**Provided entries:**
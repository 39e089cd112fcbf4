//! 年度軸のキー
//!
//! ヘッダーや Year 列の値を年度（整数）またはラベルとして解釈する。
//! "2014" / 2014.0 / "FY2014" / "FY 2014" → Year(2014)、それ以外はラベルのまま。

use crate::table::Cell;
use regex::Regex;
use serde::{Deserialize, Serialize};
use std::fmt;

const MIN_YEAR: i64 = 1800;
const MAX_YEAR: i64 = 2200;

/// 年度キー（整数またはラベル）
#[derive(Debug, Clone, PartialEq, Eq, Hash, Serialize, Deserialize)]
#[serde(untagged)]
pub enum Year {
    Year(i32),
    Label(String),
}

impl Year {
    /// ヘッダー文字列から年度を解釈
    pub fn from_header(header: &str) -> Year {
        let trimmed = header.trim();

        if let Ok(n) = trimmed.parse::<i64>() {
            if (MIN_YEAR..=MAX_YEAR).contains(&n) {
                return Year::Year(n as i32);
            }
        }
        if let Ok(n) = trimmed.parse::<f64>() {
            if n.fract() == 0.0 && (MIN_YEAR as f64..=MAX_YEAR as f64).contains(&n) {
                return Year::Year(n as i32);
            }
            // 数値として読めるものは年の埋め込みとみなさない（"2014.5"）
            return Year::Label(trimmed.to_string());
        }

        lazy_static::lazy_static! {
            static ref DIGIT_RUN_RE: Regex = Regex::new(r"\d+").unwrap();
        }

        // 4桁の年が1つだけ含まれる場合のみ採用（"2014-2015" はラベル扱い）
        let mut found = DIGIT_RUN_RE
            .find_iter(trimmed)
            .filter(|m| m.as_str().len() == 4)
            .filter_map(|m| m.as_str().parse::<i64>().ok())
            .filter(|n| (MIN_YEAR..=MAX_YEAR).contains(n));
        match (found.next(), found.next()) {
            (Some(year), None) => Year::Year(year as i32),
            _ => Year::Label(trimmed.to_string()),
        }
    }

    /// セル値から年度を解釈（構造化シートの Year 列用）
    pub fn from_cell(cell: &Cell) -> Year {
        match cell {
            Cell::Number(n) if n.fract() == 0.0 && (MIN_YEAR as f64..=MAX_YEAR as f64).contains(n) => {
                Year::Year(*n as i32)
            }
            other => Year::from_header(&other.to_string()),
        }
    }

}

impl fmt::Display for Year {
    fn fmt(&self, f: &mut fmt::Formatter<'_>) -> fmt::Result {
        match self {
            Year::Year(y) => write!(f, "{}", y),
            Year::Label(s) => write!(f, "{}", s),
        }
    }
}

#[cfg(test)]
mod tests {
    use super::*;

    #[test]
    fn test_from_header_plain_year() {
        assert_eq!(Year::from_header("2014"), Year::Year(2014));
        assert_eq!(Year::from_header(" 2025 "), Year::Year(2025));
        assert_eq!(Year::from_header("2014.0"), Year::Year(2014));
    }

    #[test]
    fn test_from_header_embedded_year() {
        assert_eq!(Year::from_header("FY2014"), Year::Year(2014));
        assert_eq!(Year::from_header("FY 2019"), Year::Year(2019));
        assert_eq!(Year::from_header("Mar-2021"), Year::Year(2021));
    }

    #[test]
    fn test_from_header_label() {
        assert_eq!(Year::from_header("TTM"), Year::Label("TTM".into()));
        assert_eq!(
            Year::from_header("2014-2015"),
            Year::Label("2014-2015".into())
        );
        // 年として不自然な数値はラベル
        assert_eq!(Year::from_header("42"), Year::Label("42".into()));
        assert_eq!(Year::from_header("2014.5"), Year::Label("2014.5".into()));
        assert_eq!(Year::from_header(" 12014 "), Year::Label("12014".into()));
    }

    #[test]
    fn test_from_cell() {
        assert_eq!(Year::from_cell(&Cell::Number(2016.0)), Year::Year(2016));
        assert_eq!(Year::from_cell(&Cell::Text("FY2017".into())), Year::Year(2017));
        assert_eq!(Year::from_cell(&Cell::Empty), Year::Label(String::new()));
        assert_eq!(Year::from_cell(&Cell::Number(2014.5)), Year::Label("2014.5".into()));
    }

    #[test]
    fn test_display() {
        assert_eq!(Year::Year(2014).to_string(), "2014");
        assert_eq!(Year::Label("TTM".into()).to_string(), "TTM");
    }
}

**Instructions for the task:** Restate all of the material, keeping every word intact.

**Output for this task:**
repository 39e089cd112fcbf4
//! 年度軸のキー
//!
//! ヘッダーや Year 列の値を年度（整数）またはラベルとして解釈する。
//! "2014" / 2014.0 / "FY2014" / "FY 2014" → Year(2014)、それ以外はラベルのまま。

use crate::table::Cell;
use regex::Regex;
use serde::{Deserialize, Serialize};
use std::fmt;

const MIN_YEAR: i64 = 1800;
const MAX_YEAR: i64 = 2200;

/// 年度キー（整数またはラベル）
#[derive(Debug, Clone, PartialEq, Eq, Hash, Serialize, Deserialize)]
#[serde(untagged)]
pub enum Year {
    Year(i32),
    Label(String),
}

impl Year {
    /// ヘッダー文字列から年度を解釈
    pub fn from_header(header: &str) -> Year {
        let trimmed = header.trim();

        if let Ok(n) = trimmed.parse::<i64>() {
            if (MIN_YEAR..=MAX_YEAR).contains(&n) {
                return Year::Year(n as i32);
            }
        }
        if let Ok(n) = trimmed.parse::<f64>() {
            if n.fract() == 0.0 && (MIN_YEAR as f64..=MAX_YEAR as f64).contains(&n) {
                return Year::Year(n as i32);
            }
            // 数値として読めるものは年の埋め込みとみなさない（"2014.5"）
            return Year::Label(trimmed.to_string());
        }

        lazy_static::lazy_static! {
            static ref DIGIT_RUN_RE: Regex = Regex::new(r"\d+").unwrap();
        }

        // 4桁の年が1つだけ含まれる場合のみ採用（"2014-2015" はラベル扱い）
        let mut found = DIGIT_RUN_RE
            .find_iter(trimmed)
            .filter(|m| m.as_str().len() == 4)
            .filter_map(|m| m.as_str().parse::<i64>().ok())
            .filter(|n| (MIN_YEAR..=MAX_YEAR).contains(n));
        match (found.next(), found.next()) {
            (Some(year), None) => Year::Year(year as i32),
            _ => Year::Label(trimmed.to_string()),
        }
    }

    /// セル値から年度を解釈（構造化シートの Year 列用）
    pub fn from_cell(cell: &Cell) -> Year {
        match cell {
            Cell::Number(n) if n.fract() == 0.0 && (MIN_YEAR as f64..=MAX_YEAR as f64).contains(n) => {
                Year::Year(*n as i32)
            }
            other => Year::from_header(&other.to_string()),
        }
    }

}

impl fmt::Display for Year {
    fn fmt(&self, f: &mut fmt::Formatter<'_>) -> fmt::Result {
        match self {
            Year::Year(y) => write!(f, "{}", y),
            Year::Label(s) => write!(f, "{}", s),
        }
    }
}

#[cfg(test)]
mod tests {
    use super::*;

    #[test]
    fn test_from_header_plain_year() {
        assert_eq!(Year::from_header("2014"), Year::Year(2014));
        assert_eq!(Year::from_header(" 2025 "), Year::Year(2025));
        assert_eq!(Year::from_header("2014.0"), Year::Year(2014));
    }

    #[test]
    fn test_from_header_embedded_year() {
        assert_eq!(Year::from_header("FY2014"), Year::Year(2014));
        assert_eq!(Year::from_header("FY 2019"), Year::Year(2019));
        assert_eq!(Year::from_header("Mar-2021"), Year::Year(2021));
    }

    #[test]
    fn test_from_header_label() {
        assert_eq!(Year::from_header("TTM"), Year::Label("TTM".into()));
        assert_eq!(
            Year::from_header("2014-2015"),
            Year::Label("2014-2015".into())
        );
        // 年として不自然な数値はラベル
        assert_eq!(Year::from_header("42"), Year::Label("42".into()));
        assert_eq!(Year::from_header("2014.5"), Year::Label("2014.5".into()));
        assert_eq!(Year::from_header(" 12014 "), Year::Label("12014".into()));
    }

    #[test]
    fn test_from_cell() {
        assert_eq!(Year::from_cell(&Cell::Number(2016.0)), Year::Year(2016));
        assert_eq!(Year::from_cell(&Cell::Text("FY2017".into())), Year::Year(2017));
        assert_eq!(Year::from_cell(&Cell::Empty), Year::Label(String::new()));
        assert_eq!(Year::from_cell(&Cell::Number(2014.5)), Year::Label("2014.5".into()));
    }

    #[test]
    fn test_display() {
        assert_eq!(Year::Year(2014).to_string(), "2014");
        assert_eq!(Year::Label("TTM".into()).to_string(), "TTM");
    }
}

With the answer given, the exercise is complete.